Face à ce constat, une réflexion autour de l’adéquation entre les recettes et les charges paraît être inévitable. Les grignotages successifs de ressources au profit d’autres fonds oud’exonération et le fléchage de recettes instables au détriment d’autres plus pérennes ont créé une situation de déficit quasi-structurel auquel il convient de mettre fin.


De simples mesures d’ajustement pourraient aujourd’hui sécuriser l’avenir financier du FSV:


Tout d’abord, L’extinction de la C3S prévu à l’horizon 2017 qui constituait une recette dynamique implique la mobilisation d’une autre ressource pérenne (taxe comportementale ou sur les produits numériques). Et ainsi, flécher les recettes de l’impôt sur le revenu des majorations de pension pour enfants aujourd’hui dévolu au FSV pour compenser l’extinction de la C3S (1 milliards d’euros) vers la CNAF.


Il faudrait également envisager l’option consistant à élargir les transferts de cotisations possibles grâce à la réintégration au sein des dépenses de la branche vieillesse du régime général de certains avantages non contributifs aujourd’hui pris en charge par le FSV tels que Minimum contributif (Mico).


Dans une logique d’une meilleure lisibilité financière et d’une meilleure réaffectation des ressources entre régimes, branches et fonds, à prélèvements constants, le FSV pourrait transférer à la branche famille la fraction de taxe sur les salaires dont il bénéficie (3,8 Md€), et simultanément se déferait du financement d’une partie équivalente du montant du « minimum contributif » (3,9 milliards d’euros) qui reviendrait à la charge de la CNAV.

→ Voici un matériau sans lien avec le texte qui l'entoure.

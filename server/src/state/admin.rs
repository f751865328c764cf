//! Administrator state
//!
//! Administrators have no actor in the world. They can:
//! - Run queries (`who`, `reload <region>` and whatever the store answers)
//! - Kick any other session by id
//! - Post notices to every session
//!
//! Peer chat, whispers and notices are relayed to the client like for players.

use super::{kick_reason, ConnectedState, StateHandler, Transition};
use crate::session::Session;
use crate::world::World;
use log::{debug, info};
use shared::{Envelope, Packet, SessionId};
use std::sync::Arc;

/// An administrator: runs queries, kicks sessions, posts notices. Has no
/// actor in the world.
pub struct AdminState {
    world: Arc<World>,
    name: String,
    session: Option<Arc<Session>>,
}

impl AdminState {
    /// Creates the state for an administrator logged in as `name`
    pub fn new(world: Arc<World>, name: &str) -> Self {
        Self {
            world,
            name: name.to_string(),
            session: None,
        }
    }

    /// Delivers a kick straight to the target and describes the outcome
    ///
    /// The kick bypasses the hub so it reaches the target even while the
    /// broadcast queue is saturated.
    fn kick(&self, session: &Session, target: SessionId, reason: &str) -> String {
        if target == session.id() {
            return "refusing to kick yourself".to_string();
        }
        let kick = Packet::Kick {
            target,
            reason: reason.to_string(),
        };
        if session.send_to_peer(kick, target) {
            info!("{} kicked session {}: {}", self.name, target, reason);
            format!("kicked session {}", target)
        } else {
            format!("session {} is not online", target)
        }
    }
}

impl StateHandler for AdminState {
    fn name(&self) -> &'static str {
        "admin"
    }

    fn bind(&mut self, session: Arc<Session>) {
        self.session = Some(session);
    }

    fn on_enter(&mut self) {
        if let Some(session) = &self.session {
            session.send_as_self(Packet::Notice {
                text: format!("Logged in as administrator {}.", self.name),
            });
        }
    }

    fn handle_message(&mut self, sender: SessionId, envelope: &Envelope) -> Transition {
        let Some(session) = self.session.clone() else {
            return Transition::Stay;
        };
        let own_id = session.id();
        if let Some(reason) = kick_reason(own_id, sender, &envelope.packet) {
            return Transition::Close(reason);
        }
        if sender != own_id {
            if let Packet::Chat { .. } | Packet::Whisper { .. } | Packet::Notice { .. } =
                envelope.packet
            {
                session.send_as(envelope.packet.clone(), sender);
            }
            return Transition::Stay;
        }

        match &envelope.packet {
            Packet::AdminQuery { query } => {
                let output = match self.world.admin_query(query) {
                    Ok(output) => output,
                    Err(e) => format!("error: {}", e),
                };
                session.send_as_self(Packet::AdminResult { output });
            }
            Packet::Kick { target, reason } => {
                let output = self.kick(&session, *target, reason);
                session.send_as_self(Packet::AdminResult { output });
            }
            Packet::Notice { text } => {
                session.broadcast(Packet::Notice { text: text.clone() }, None);
            }
            Packet::Logout => {
                return Transition::Switch(Box::new(ConnectedState::new(Arc::clone(&self.world))));
            }
            other => debug!("Session {} ignored {} as admin", own_id, other.kind()),
        }
        Transition::Stay
    }

    fn accepts_whispers(&self) -> bool {
        true
    }
}

#[cfg(test)]
mod tests {
    use super::*;
    use crate::config::HubConfig;
    use crate::hub::Hub;
    use crate::state::testing::{expect, join, login, test_world};

    fn query(text: &str) -> Envelope {
        Envelope::unsigned(Packet::AdminQuery {
            query: text.to_string(),
        })
    }

    #[tokio::test]
    async fn test_queries_return_results() {
        let hub = Hub::spawn(&HubConfig::default());
        let world = test_world();
        let (_admin, mut remote) = join(&hub, Box::new(ConnectedState::new(world.clone())));
        login(&mut remote, "admin", "admin").await;

        remote.push(query("accounts"));
        let result = expect(&mut remote, |e| matches!(e.packet, Packet::AdminResult { .. })).await;
        assert_eq!(
            result.packet,
            Packet::AdminResult {
                output: "admin".to_string()
            }
        );

        remote.push(query("nonsense"));
        let result = expect(&mut remote, |e| matches!(e.packet, Packet::AdminResult { .. })).await;
        assert!(matches!(result.packet, Packet::AdminResult { ref output } if output.starts_with("error:")));
    }

    #[tokio::test]
    async fn test_kick_closes_target() {
        let hub = Hub::spawn(&HubConfig::default());
        let world = test_world();
        let (_admin, mut admin_remote) = join(&hub, Box::new(ConnectedState::new(world.clone())));
        let admin_id = login(&mut admin_remote, "admin", "admin").await;
        let (player, mut player_remote) = join(&hub, Box::new(ConnectedState::new(world.clone())));
        let player_id = login(&mut player_remote, "ada", "pw").await;

        admin_remote.push(Envelope::unsigned(Packet::Kick {
            target: player_id,
            reason: "spam".to_string(),
        }));

        let bye = expect(&mut player_remote, |e| matches!(e.packet, Packet::Disconnected { .. })).await;
        assert_eq!(
            bye.packet,
            Packet::Disconnected {
                reason: format!("kicked by {}: spam", admin_id)
            }
        );
        assert!(player.is_closed());

        let result = expect(&mut admin_remote, |e| matches!(e.packet, Packet::AdminResult { .. })).await;
        assert_eq!(
            result.packet,
            Packet::AdminResult {
                output: format!("kicked session {}", player_id)
            }
        );
    }

    #[tokio::test]
    async fn test_player_cannot_kick() {
        let hub = Hub::spawn(&HubConfig::default());
        let world = test_world();
        let (a, mut remote_a) = join(&hub, Box::new(ConnectedState::new(world.clone())));
        login(&mut remote_a, "ada", "pw").await;
        let (b, mut remote_b) = join(&hub, Box::new(ConnectedState::new(world.clone())));
        let b_id = login(&mut remote_b, "bob", "pw").await;

        remote_a.push(Envelope::unsigned(Packet::Kick {
            target: b_id,
            reason: "mine".to_string(),
        }));
        remote_a.push(Envelope::unsigned(Packet::Look {
            position: shared::Point::new(0, 0),
        }));
        expect(&mut remote_a, |e| matches!(e.packet, Packet::Description { .. })).await;

        assert!(!a.is_closed());
        assert!(!b.is_closed());
    }

    #[tokio::test]
    async fn test_notice_reaches_everyone() {
        let hub = Hub::spawn(&HubConfig::default());
        let world = test_world();
        let (_admin, mut admin_remote) = join(&hub, Box::new(ConnectedState::new(world.clone())));
        let admin_id = login(&mut admin_remote, "admin", "admin").await;
        let (_player, mut player_remote) = join(&hub, Box::new(ConnectedState::new(world.clone())));
        login(&mut player_remote, "ada", "pw").await;

        admin_remote.push(Envelope::unsigned(Packet::Notice {
            text: "restart soon".to_string(),
        }));
        let notice = expect(&mut player_remote, |e| matches!(e.packet, Packet::Notice { .. })).await;
        assert_eq!(notice.sender_id, admin_id);
    }
}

Enfin, FSV et droits familiaux retraites nécessite d’être traités simultanément. IL faut reprendre les propositions du rapport Moreau et celle de la mission Fragonard en matière de justice et mettre en place des mesures de justice relatives à la prise en charge des droits familiaux retraites afin de limiter les effets d’allongement de la durée d’assurance sur les carrières incomplètes et les effets de trésorerie qui pourraient en découler. L’augmentation de la durée d’assurance dans un contexte de carrière morcelée pèsera sur les finances du FSV étant donné que quatre la plupart des bénéficiaires du minimum vieillesse ont pour la plupart, une carrière incomplète.